O tabaco brasileiro, um dos principais produtos de exportação do Rio Grande do Sul, foi diretamente atingido por mais uma barreira comercial imposta pelos Estados Unidos.
A partir de sexta-feira (24 de julho de 2026), o produto passa a enfrentar uma sobretaxa adicional de 12,5% no mercado americano, somada à tarifa de 25% que entrou em vigor dois dias antes.
A decisão faz parte de uma investigação do Escritório do Representante de Comércio dos Estados Unidos (USTR), baseada na Seção 301 da Lei de Comércio de 1974. O governo de Donald Trump identificou o Brasil entre mais de 60 economias que, segundo os americanos, não adotam medidas suficientes para impedir a entrada de produtos relacionados a trabalho forçado em suas cadeias de suprimentos.
Além do tabaco, a lista inclui alumínio, algodão, eletrônicos e baterias de lítio.

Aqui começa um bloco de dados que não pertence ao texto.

//! Participant registry.
//!
//! The registry is the single owned store of participant records. Every
//! mutation goes through its API (or through [`crate::scan`], which borrows
//! it mutably), so the id and status invariants are enforced in one place.
//! Persistence is injected through [`ParticipantStore`].

use std::collections::{BTreeMap, HashSet};

use serde::{Deserialize, Serialize};
use tracing::{debug, info, warn};

use crate::error::Result;
use crate::normalize::normalize;
use crate::participant::{NewParticipant, Participant, Status};

/// What to do when a new entry's identifier is already registered.
#[derive(Debug, Clone, Copy, PartialEq, Eq, Default, Serialize, Deserialize)]
#[serde(rename_all = "snake_case")]
pub enum DuplicatePolicy {
    /// Register the entry anyway; the first record wins on scan.
    #[default]
    Allow,
    /// Leave the entry out and count it as a duplicate.
    Skip,
}

/// Outcome of a bulk import.
#[derive(Debug, Clone, Default, PartialEq, Eq)]
pub struct ImportReport {
    /// Records created, in input order.
    pub imported: Vec<Participant>,
    /// Raw identifiers left out under [`DuplicatePolicy::Skip`].
    pub duplicates: Vec<String>,
}

impl ImportReport {
    /// Number of records created.
    #[must_use]
    pub fn imported_count(&self) -> usize {
        self.imported.len()
    }
}

/// Backend that can load and persist a registry snapshot.
///
/// The registry never talks to a database directly; the binary wires in
/// [`crate::storage::Storage`] and tests can use anything that holds a `Vec`.
pub trait ParticipantStore {
    /// Load every participant, in registry order.
    ///
    /// # Errors
    ///
    /// Returns an error if the backend cannot be read.
    fn load_participants(&self) -> Result<Vec<Participant>>;

    /// Replace the stored participants with `participants`.
    ///
    /// # Errors
    ///
    /// Returns an error if the backend cannot be written.
    fn save_participants(&mut self, participants: &[Participant]) -> Result<()>;
}

/// In-memory participant store.
#[derive(Debug, Clone, Default, PartialEq, Eq)]
pub struct Registry {
    participants: Vec<Participant>,
}

impl Registry {
    /// Create an empty registry.
    #[must_use]
    pub fn new() -> Self {
        Self::default()
    }

    /// Create a registry from an existing list of records, keeping their order.
    #[must_use]
    pub fn from_participants(participants: Vec<Participant>) -> Self {
        Self { participants }
    }

    /// Load a registry from a store.
    ///
    /// # Errors
    ///
    /// Returns an error if the store cannot be read.
    pub fn load_from(store: &impl ParticipantStore) -> Result<Self> {
        let participants = store.load_participants()?;
        debug!("Loaded {} participants", participants.len());
        Ok(Self::from_participants(participants))
    }

    /// Persist the current snapshot to a store.
    ///
    /// # Errors
    ///
    /// Returns an error if the store cannot be written.
    pub fn save_to(&self, store: &mut impl ParticipantStore) -> Result<()> {
        store.save_participants(&self.participants)?;
        debug!("Saved {} participants", self.participants.len());
        Ok(())
    }

    /// The id the next registered participant will receive.
    #[must_use]
    pub fn next_id(&self) -> u64 {
        self.participants.iter().map(|p| p.id).max().unwrap_or(0) + 1
    }

    /// Register a single participant.
    ///
    /// The identifier is normalized and the record starts out pending.
    pub fn add(&mut self, display_name: &str, identifier: &str) -> Participant {
        let participant = Participant::new(self.next_id(), display_name, normalize(identifier));
        debug!(
            "Registered participant {} ({})",
            participant.id, participant.identifier
        );
        self.participants.push(participant.clone());
        participant
    }

    /// Register many participants with a contiguous block of ids.
    ///
    /// Input order is preserved and every entry is created, duplicates
    /// included.
    pub fn bulk_import(&mut self, entries: &[NewParticipant]) -> Vec<Participant> {
        self.bulk_import_with_policy(entries, DuplicatePolicy::Allow)
            .imported
    }

    /// Register many participants, applying a duplicate-identifier policy.
    ///
    /// Duplicates are checked against both existing records and earlier
    /// entries of the same batch.
    pub fn bulk_import_with_policy(
        &mut self,
        entries: &[NewParticipant],
        policy: DuplicatePolicy,
    ) -> ImportReport {
        let mut next_id = self.next_id();
        let mut seen: HashSet<String> = self
            .participants
            .iter()
            .map(|p| p.identifier.clone())
            .collect();
        let mut report = ImportReport::default();

        for entry in entries {
            let identifier = normalize(&entry.identifier);
            let is_new = seen.insert(identifier.clone());
            if !is_new && policy == DuplicatePolicy::Skip {
                debug!("Skipping duplicate identifier {}", identifier);
                report.duplicates.push(entry.identifier.clone());
                continue;
            }

            let participant = Participant::new(next_id, entry.display_name.as_str(), identifier);
            next_id += 1;
            self.participants.push(participant.clone());
            report.imported.push(participant);
        }

        info!(
            "Imported {} participants ({} duplicates skipped)",
            report.imported.len(),
            report.duplicates.len()
        );
        report
    }

    /// Replace the record with the same id wholesale.
    ///
    /// This is the administrative edit path: no status or timestamp
    /// invariant is checked here. Returns `false` if no record has that id.
    pub fn update(&mut self, participant: Participant) -> bool {
        let Some(slot) = self.participants.iter_mut().find(|p| p.id == participant.id) else {
            return false;
        };
        if !participant.timestamps_consistent() {
            warn!(
                "Participant {} saved with stamps that disagree with status {}",
                participant.id, participant.status
            );
        }
        *slot = participant;
        true
    }

    /// Return every participant to pending and clear all stamps.
    pub fn reset_session(&mut self) {
        for participant in &mut self.participants {
            participant.reset();
        }
        info!("Reset session for {} participants", self.participants.len());
    }

    /// Remove every participant.
    pub fn clear_all(&mut self) {
        let count = self.participants.len();
        self.participants.clear();
        info!("Cleared {} participants", count);
    }

    /// Look up a participant by id.
    #[must_use]
    pub fn get(&self, id: u64) -> Option<&Participant> {
        self.participants.iter().find(|p| p.id == id)
    }

    /// First participant whose identifier (or secondary identifier, when
    /// `include_secondary` is set) equals `key`.
    #[must_use]
    pub fn find_by_identifier(&self, key: &str, include_secondary: bool) -> Option<&Participant> {
        self.participants
            .iter()
            .find(|p| p.matches(key, include_secondary))
    }

    pub(crate) fn find_by_identifier_mut(
        &mut self,
        key: &str,
        include_secondary: bool,
    ) -> Option<&mut Participant> {
        self.participants
            .iter_mut()
            .find(|p| p.matches(key, include_secondary))
    }

    /// Iterate participants in registry order.
    pub fn iter(&self) -> impl Iterator<Item = &Participant> {
        self.participants.iter()
    }

    /// Borrow the participants as a slice.
    #[must_use]
    pub fn participants(&self) -> &[Participant] {
        &self.participants
    }

    /// Copy the current participant list.
    #[must_use]
    pub fn snapshot(&self) -> Vec<Participant> {
        self.participants.clone()
    }

    /// Number of participants.
    #[must_use]
    pub fn len(&self) -> usize {
        self.participants.len()
    }

    /// Whether the registry holds no participants.
    #[must_use]
    pub fn is_empty(&self) -> bool {
        self.participants.is_empty()
    }

    /// Participants with the given status.
    pub fn filter_by_status(&self, status: Status) -> impl Iterator<Item = &Participant> {
        self.participants.iter().filter(move |p| p.status == status)
    }

    /// Participants registered for the given event.
    pub fn in_event(&self, event_id: i64) -> impl Iterator<Item = &Participant> {
        self.participants
            .iter()
            .filter(move |p| p.event_id == Some(event_id))
    }

    /// Identifiers shared by more than one record, with the ids sharing them.
    #[must_use]
    pub fn duplicate_identifiers(&self) -> BTreeMap<String, Vec<u64>> {
        let mut by_identifier: BTreeMap<String, Vec<u64>> = BTreeMap::new();
        for participant in &self.participants {
            by_identifier
                .entry(participant.identifier.clone())
                .or_default()
                .push(participant.id);
        }
        by_identifier.retain(|_, ids| ids.len() > 1);
        by_identifier
    }
}

#[cfg(test)]
mod tests {
    use super::*;
    use crate::participant::Stamp;

    fn stamp(display: &str) -> Stamp {
        Stamp {
            display: display.to_string(),
            epoch_ms: 0,
        }
    }

    fn entries(rows: &[(&str, &str)]) -> Vec<NewParticipant> {
        rows.iter()
            .map(|(name, id)| NewParticipant::new(*name, *id))
            .collect()
    }

    #[derive(Default)]
    struct VecStore {
        rows: Vec<Participant>,
    }

    impl ParticipantStore for VecStore {
        fn load_participants(&self) -> Result<Vec<Participant>> {
            Ok(self.rows.clone())
        }

        fn save_participants(&mut self, participants: &[Participant]) -> Result<()> {
            self.rows = participants.to_vec();
            Ok(())
        }
    }

    #[test]
    fn test_add_assigns_sequential_ids() {
        let mut registry = Registry::new();
        assert_eq!(registry.add("A", "0811111111").id, 1);
        assert_eq!(registry.add("B", "0822222222").id, 2);
        assert_eq!(registry.len(), 2);
    }

    #[test]
    fn test_add_normalizes_identifier() {
        let mut registry = Registry::new();
        let p = registry.add("Somchai", "๐๘๑-๒๓๔ ๕๖๗๘");
        assert_eq!(p.identifier, "0812345678");
        assert_eq!(p.status, Status::Pending);
    }

    #[test]
    fn test_next_id_follows_max_existing() {
        let registry = Registry::from_participants(vec![
            Participant::new(5, "A", "1"),
            Participant::new(2, "B", "2"),
        ]);
        assert_eq!(registry.next_id(), 6);
        assert_eq!(Registry::new().next_id(), 1);
    }

    #[test]
    fn test_bulk_import_contiguous_ids_in_order() {
        let mut registry = Registry::new();
        let imported = registry.bulk_import(&entries(&[
            ("A", "081-111-1111"),
            ("B", "0822222222"),
            ("C", "๐๘๓๓๓๓๓๓๓๓"),
        ]));

        let ids: Vec<u64> = imported.iter().map(|p| p.id).collect();
        assert_eq!(ids, vec![1, 2, 3]);
        assert_eq!(imported[0].display_name, "A");
        assert_eq!(imported[0].identifier, "0811111111");
        assert_eq!(imported[2].identifier, "0833333333");
    }

    #[test]
    fn test_bulk_import_continues_after_existing() {
        let mut registry = Registry::new();
        registry.add("A", "1");
        let imported = registry.bulk_import(&entries(&[("B", "2"), ("C", "3")]));
        assert_eq!(imported[0].id, 2);
        assert_eq!(imported[1].id, 3);
    }

    #[test]
    fn test_bulk_import_allows_duplicates() {
        let mut registry = Registry::new();
        registry.add("A", "0811111111");
        let imported = registry.bulk_import(&entries(&[("B", "081-111-1111")]));
        assert_eq!(imported.len(), 1);
        assert_eq!(registry.len(), 2);
        assert_eq!(registry.duplicate_identifiers().len(), 1);
    }

    #[test]
    fn test_bulk_import_skip_policy() {
        crate::logging::init_test_logging();
        let mut registry = Registry::new();
        registry.add("A", "0811111111");
        let report = registry.bulk_import_with_policy(
            &entries(&[("B", "081-111-1111"), ("C", "0822222222"), ("D", "0822222222")]),
            DuplicatePolicy::Skip,
        );

        assert_eq!(report.imported_count(), 1);
        assert_eq!(report.imported[0].id, 2);
        assert_eq!(report.duplicates, vec!["081-111-1111", "0822222222"]);
        assert!(registry.duplicate_identifiers().is_empty());
    }

    #[test]
    fn test_update_replaces_whole_record() {
        let mut registry = Registry::new();
        let mut p = registry.add("A", "0811111111");
        p.display_name = "Renamed".to_string();
        p.status = Status::CheckedOut;

        assert!(registry.update(p.clone()));
        assert_eq!(registry.get(p.id), Some(&p));
    }

    #[test]
    fn test_update_unknown_id() {
        let mut registry = Registry::new();
        registry.add("A", "0811111111");
        assert!(!registry.update(Participant::new(99, "X", "0")));
        assert_eq!(registry.len(), 1);
    }

    #[test]
    fn test_reset_session_preserves_identity() {
        crate::logging::init_test_logging();
        let mut registry = Registry::new();
        registry.bulk_import(&entries(&[("A", "1"), ("B", "2"), ("C", "3")]));

        let mut b = registry.get(2).cloned().unwrap();
        b.status = Status::CheckedIn;
        b.check_in_at = Some(stamp("09:00:00"));
        registry.update(b);

        let mut c = registry.get(3).cloned().unwrap();
        c.status = Status::CheckedOut;
        c.check_in_at = Some(stamp("09:00:00"));
        c.check_out_at = Some(stamp("10:00:00"));
        registry.update(c);

        let before = registry.snapshot();
        registry.reset_session();

        for (old, new) in before.iter().zip(registry.iter()) {
            assert_eq!(old.id, new.id);
            assert_eq!(old.display_name, new.display_name);
            assert_eq!(old.identifier, new.identifier);
            assert_eq!(new.status, Status::Pending);
            assert!(new.check_in_at.is_none());
            assert!(new.check_out_at.is_none());
        }
    }

    #[test]
    fn test_clear_all() {
        let mut registry = Registry::new();
        registry.add("A", "1");
        registry.clear_all();
        assert!(registry.is_empty());
        assert_eq!(registry.next_id(), 1);
    }

    #[test]
    fn test_find_by_identifier_first_match_wins() {
        let mut registry = Registry::new();
        registry.add("First", "0811111111");
        registry.add("Second", "0811111111");
        let found = registry.find_by_identifier("0811111111", true).unwrap();
        assert_eq!(found.display_name, "First");
    }

    #[test]
    fn test_filters() {
        let mut registry = Registry::new();
        registry.add("A", "1");
        let mut b = registry.add("B", "2");
        b.status = Status::CheckedIn;
        b.event_id = Some(4);
        registry.update(b);

        assert_eq!(registry.filter_by_status(Status::Pending).count(), 1);
        assert_eq!(registry.filter_by_status(Status::CheckedIn).count(), 1);
        assert_eq!(registry.in_event(4).count(), 1);
        assert_eq!(registry.in_event(5).count(), 0);
    }

    #[test]
    fn test_load_and_save_through_store() {
        let mut store = VecStore::default();
        let mut registry = Registry::new();
        registry.add("A", "1");
        registry.add("B", "2");
        registry.save_to(&mut store).unwrap();

        let loaded = Registry::load_from(&store).unwrap();
        assert_eq!(loaded, registry);
    }
}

No primeiro semestre, as exportações de tabaco para os EUA caíram, gerando um prejuízo estimado em US$ 88 milhões. A indústria teme ainda redução de até 10% nos postos de trabalho diretos caso a situação se prolongue.

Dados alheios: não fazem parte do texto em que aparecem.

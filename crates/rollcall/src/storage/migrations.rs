//! Database migration system for rollcall.
//!
//! Tracks the schema version in the `metadata` table and upgrades older
//! databases step by step.

use rusqlite::Connection;

use crate::error::{Error, Result};

use super::schema::SCHEMA_STATEMENTS;

/// The current schema version.
pub const CURRENT_VERSION: i32 = 1;

/// Key used to store the schema version in the metadata table.
const VERSION_KEY: &str = "schema_version";

/// Initialize the database schema.
///
/// Creates all tables and indexes if they don't exist, then runs any
/// pending migrations to bring the schema up to the current version.
///
/// # Errors
///
/// Returns an error if schema creation or migration fails, or if the
/// database was written by a newer version.
pub fn initialize_schema(conn: &Connection) -> Result<()> {
    for statement in SCHEMA_STATEMENTS {
        conn.execute(statement, [])?;
    }

    let version = schema_version(conn)?;
    if version > CURRENT_VERSION {
        return Err(Error::DatabaseMigration {
            message: format!(
                "database schema version {version} is newer than supported version {CURRENT_VERSION}"
            ),
        });
    }
    if version < CURRENT_VERSION {
        run_migrations(conn, version)?;
    }

    Ok(())
}

/// Get the current schema version from the database.
///
/// Returns 0 if no version is set (fresh database).
///
/// # Errors
///
/// Returns an error if the stored version cannot be read or parsed.
pub fn schema_version(conn: &Connection) -> Result<i32> {
    let result: std::result::Result<String, rusqlite::Error> = conn.query_row(
        "SELECT value FROM metadata WHERE key = ?1",
        [VERSION_KEY],
        |row| row.get(0),
    );

    match result {
        Ok(value) => value.parse().map_err(|_| Error::DatabaseMigration {
            message: format!("invalid schema version: {value}"),
        }),
        Err(rusqlite::Error::QueryReturnedNoRows) => Ok(0),
        Err(e) => Err(e.into()),
    }
}

fn set_schema_version(conn: &Connection, version: i32) -> Result<()> {
    conn.execute(
        "INSERT OR REPLACE INTO metadata (key, value) VALUES (?1, ?2)",
        (VERSION_KEY, version.to_string()),
    )?;
    Ok(())
}

fn run_migrations(conn: &Connection, from_version: i32) -> Result<()> {
    for version in (from_version + 1)..=CURRENT_VERSION {
        run_migration(conn, version)?;
    }
    set_schema_version(conn, CURRENT_VERSION)
}

fn run_migration(conn: &Connection, version: i32) -> Result<()> {
    match version {
        // Version 1 is the base schema created by SCHEMA_STATEMENTS.
        1 => set_schema_version(conn, 1),
        _ => Err(Error::DatabaseMigration {
            message: format!("unknown migration version: {version}"),
        }),
    }
}

#[cfg(test)]
mod tests {
    use super::*;

    fn create_test_db() -> Connection {
        Connection::open_in_memory().expect("failed to create in-memory database")
    }

    fn table_exists(conn: &Connection, name: &str) -> bool {
        let count: i32 = conn
            .query_row(
                "SELECT COUNT(*) FROM sqlite_master WHERE type='table' AND name=?1",
                [name],
                |row| row.get(0),
            )
            .unwrap();
        count == 1
    }

    #[test]
    fn test_initialize_schema_creates_tables() {
        let conn = create_test_db();
        initialize_schema(&conn).expect("failed to initialize schema");

        assert!(table_exists(&conn, "participants"));
        assert!(table_exists(&conn, "events"));
        assert!(table_exists(&conn, "metadata"));
    }

    #[test]
    fn test_initialize_schema_sets_version() {
        let conn = create_test_db();
        initialize_schema(&conn).expect("failed to initialize schema");
        assert_eq!(schema_version(&conn).unwrap(), CURRENT_VERSION);
    }

    #[test]
    fn test_initialize_schema_idempotent() {
        let conn = create_test_db();
        initialize_schema(&conn).expect("first init failed");
        initialize_schema(&conn).expect("second init failed");
        assert_eq!(schema_version(&conn).unwrap(), CURRENT_VERSION);
    }

    #[test]
    fn test_schema_version_fresh_db() {
        let conn = create_test_db();
        conn.execute(
            "CREATE TABLE metadata (key TEXT PRIMARY KEY, value TEXT NOT NULL)",
            [],
        )
        .unwrap();
        assert_eq!(schema_version(&conn).unwrap(), 0);
    }

    #[test]
    fn test_newer_schema_is_rejected() {
        let conn = create_test_db();
        initialize_schema(&conn).unwrap();
        set_schema_version(&conn, CURRENT_VERSION + 1).unwrap();

        let err = initialize_schema(&conn).unwrap_err();
        assert!(err.to_string().contains("newer than supported"));
    }

    #[test]
    fn test_invalid_version_value() {
        let conn = create_test_db();
        initialize_schema(&conn).unwrap();
        conn.execute(
            "UPDATE metadata SET value = 'one' WHERE key = ?1",
            [VERSION_KEY],
        )
        .unwrap();

        assert!(schema_version(&conn).is_err());
    }

    #[test]
    fn test_run_migration_unknown_version() {
        let conn = create_test_db();
        initialize_schema(&conn).unwrap();

        let err = run_migration(&conn, 999).unwrap_err();
        assert!(err.to_string().contains("unknown migration version"));
    }

    #[test]
    fn test_indexes_created() {
        let conn = create_test_db();
        initialize_schema(&conn).expect("failed to initialize schema");

        let indexes: Vec<String> = conn
            .prepare(
                "SELECT name FROM sqlite_master WHERE type='index' AND tbl_name='participants'",
            )
            .unwrap()
            .query_map([], |row| row.get(0))
            .unwrap()
            .filter_map(std::result::Result::ok)
            .collect();

        assert!(indexes.iter().any(|n| n.contains("identifier")));
        assert!(indexes.iter().any(|n| n.contains("event")));
    }
}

O representante comercial dos EUA, Jamieson Greer, defendeu a medida como forma de proteger a economia americana contra vantagens desleais criadas por práticas inadequadas de trabalho. A sobretaxa de 12,5% substitui uma tarifa global temporária anterior e varia conforme o país e o produto.

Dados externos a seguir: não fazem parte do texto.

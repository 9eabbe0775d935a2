//! Transport seam and HTTP implementation
//!
//! The core hands a transport two clause buckets: unbreakable filters go into
//! every request, breakable OR-groups may be split across requests when the
//! combined query string would blow the URL length budget. The transport
//! unions the pages of every issued query; identifier-based de-duplication of
//! the union happens in the facade, which owns the schema.

use anyhow::{Context, Result, bail};
use async_trait::async_trait;
use serde_json::Value;

use crate::config::Config;

/// Ceiling for the encoded `$filter` expression of one request
pub const QUERY_LENGTH_BUDGET: usize = 2000;

const PAGE_SIZE: i64 = 1000;

/// Blocking-free boundary to the remote service
#[async_trait]
pub trait Transport: Send + Sync {
    /// Read all raw records matching the compiled clause sets, issuing as
    /// many requests as the breakable groups require
    async fn fetch(
        &self,
        endpoint_url: &str,
        unbreakable: &[String],
        breakable: &[Vec<String>],
    ) -> Result<Vec<serde_json::Map<String, Value>>>;

    /// Issue one request and return the raw response body
    async fn issue_request(
        &self,
        method: &str,
        url: &str,
        json: Option<&Value>,
        params: &[(String, String)],
    ) -> Result<String>;

    fn read_base_url(&self) -> &str;

    fn write_base_url(&self) -> &str;
}

/// Combine clause buckets into concrete `$filter` expressions
///
/// Every query carries all unbreakable clauses AND-ed together. Each breakable
/// group is OR-joined and parenthesized; groups whose encoded length exceeds
/// their share of `budget` are split into chunks, and the queries form the
/// cartesian product of the chunks so the union of all responses equals the
/// logical AND-of-ORs. Deterministic, input-ordered.
pub fn compose_queries(
    unbreakable: &[String],
    breakable: &[Vec<String>],
    budget: usize,
) -> Vec<String> {
    let base = unbreakable.join(" and ");
    let groups: Vec<&Vec<String>> = breakable.iter().filter(|g| !g.is_empty()).collect();
    if groups.is_empty() {
        return vec![base];
    }

    let base_len = encoded_len(&base);
    let share = budget.saturating_sub(base_len).max(1) / groups.len();

    let mut chunked: Vec<Vec<String>> = Vec::new();
    for group in groups {
        let mut chunks: Vec<String> = Vec::new();
        let mut current: Vec<&str> = Vec::new();
        let mut current_len = 0usize;
        for clause in group {
            // 4 covers the encoded " or " separator
            let clause_len = encoded_len(clause) + 4;
            if !current.is_empty() && current_len + clause_len > share {
                chunks.push(format!("({})", current.join(" or ")));
                current.clear();
                current_len = 0;
            }
            current.push(clause);
            current_len += clause_len;
        }
        if !current.is_empty() {
            chunks.push(format!("({})", current.join(" or ")));
        }
        chunked.push(chunks);
    }

    let mut queries = vec![base];
    for chunks in &chunked {
        let mut next = Vec::with_capacity(queries.len() * chunks.len());
        for query in &queries {
            for chunk in chunks {
                if query.is_empty() {
                    next.push(chunk.clone());
                } else {
                    next.push(format!("{} and {}", query, chunk));
                }
            }
        }
        queries = next;
    }
    queries
}

fn encoded_len(clause: &str) -> usize {
    urlencoding::encode(clause).len()
}

/// Unwrap the service's `{"d": {"results": [...]}}` response envelope
pub fn unwrap_odata_results(body: &Value) -> Result<Vec<serde_json::Map<String, Value>>> {
    let inner = body
        .get("d")
        .context("response envelope is missing the 'd' member")?;
    let results = match inner {
        Value::Array(items) => items,
        Value::Object(wrapper) => wrapper
            .get("results")
            .and_then(Value::as_array)
            .context("response envelope is missing 'd.results'")?,
        _ => bail!("unexpected response envelope shape"),
    };
    results
        .iter()
        .map(|item| {
            item.as_object()
                .cloned()
                .context("response record is not an object")
        })
        .collect()
}

/// Advance the `$top`/`$skip` window after a page of `fetched` records
pub fn next_page_window(top: Option<i64>, skip: i64, fetched: usize) -> (i64, Option<i64>) {
    (skip + fetched as i64, top.map(|t| t - fetched as i64))
}

/// reqwest-backed transport with bearer-token auth
pub struct HttpTransport {
    http: reqwest::Client,
    config: Config,
}

impl HttpTransport {
    pub fn new(config: Config) -> Self {
        Self {
            http: reqwest::Client::new(),
            config,
        }
    }

    pub fn from_env() -> Result<Self> {
        Ok(Self::new(Config::from_env()?))
    }

    async fn fetch_query(
        &self,
        endpoint_url: &str,
        filter: &str,
    ) -> Result<Vec<serde_json::Map<String, Value>>> {
        let mut results = Vec::new();
        let mut skip: i64 = 0;
        loop {
            let mut params = vec![
                ("$format".to_string(), "json".to_string()),
                ("$top".to_string(), PAGE_SIZE.to_string()),
                ("$skip".to_string(), skip.to_string()),
            ];
            if !filter.is_empty() {
                params.push(("$filter".to_string(), filter.to_string()));
            }
            let body = self.issue_request("GET", endpoint_url, None, &params).await?;
            let parsed: Value = serde_json::from_str(&body)
                .with_context(|| format!("response from {} is not JSON", endpoint_url))?;
            let batch = unwrap_odata_results(&parsed)?;
            let fetched = batch.len();
            results.extend(batch);
            (skip, _) = next_page_window(None, skip, fetched);
            if (fetched as i64) < PAGE_SIZE {
                break;
            }
        }
        Ok(results)
    }
}

#[async_trait]
impl Transport for HttpTransport {
    async fn fetch(
        &self,
        endpoint_url: &str,
        unbreakable: &[String],
        breakable: &[Vec<String>],
    ) -> Result<Vec<serde_json::Map<String, Value>>> {
        let queries = compose_queries(unbreakable, breakable, QUERY_LENGTH_BUDGET);
        log::debug!("fetching {} with {} query variant(s)", endpoint_url, queries.len());
        let batches = futures::future::try_join_all(
            queries
                .iter()
                .map(|query| self.fetch_query(endpoint_url, query)),
        )
        .await?;
        Ok(batches.into_iter().flatten().collect())
    }

    async fn issue_request(
        &self,
        method: &str,
        url: &str,
        json: Option<&Value>,
        params: &[(String, String)],
    ) -> Result<String> {
        let method = reqwest::Method::from_bytes(method.as_bytes())
            .with_context(|| format!("invalid HTTP method '{}'", method))?;
        let mut request = self
            .http
            .request(method.clone(), url)
            .bearer_auth(&self.config.token);
        if !params.is_empty() {
            request = request.query(params);
        }
        if let Some(json) = json {
            request = request.json(json);
        }
        let response = request
            .send()
            .await
            .with_context(|| format!("{} {} failed", method, url))?;
        let status = response.status();
        let body = response
            .text()
            .await
            .with_context(|| format!("reading response body from {} failed", url))?;
        if !status.is_success() {
            bail!("{} {} returned {}: {}", method, url, status, body);
        }
        Ok(body)
    }

    fn read_base_url(&self) -> &str {
        &self.config.read_base_url
    }

    fn write_base_url(&self) -> &str {
        &self.config.write_base_url
    }
}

O governo brasileiro criticou a decisão, defendendo a reciprocidade nas relações comerciais e negando falhas sistemáticas no combate ao trabalho forçado. A medida se insere em um contexto mais amplo de escalada protecionista da administração Trump, que tem aplicado tarifas a diversos parceiros comerciais.
Para o setor tabagista, que já enfrenta desafios como queda de preços e pressão internacional antitabaco, a nova barreira representa mais um obstáculo significativo.
Produtores, indústrias e toda a cadeia produtiva agora acompanham de perto as negociações diplomáticas que possam amenizar os efeitos da sobretaxa.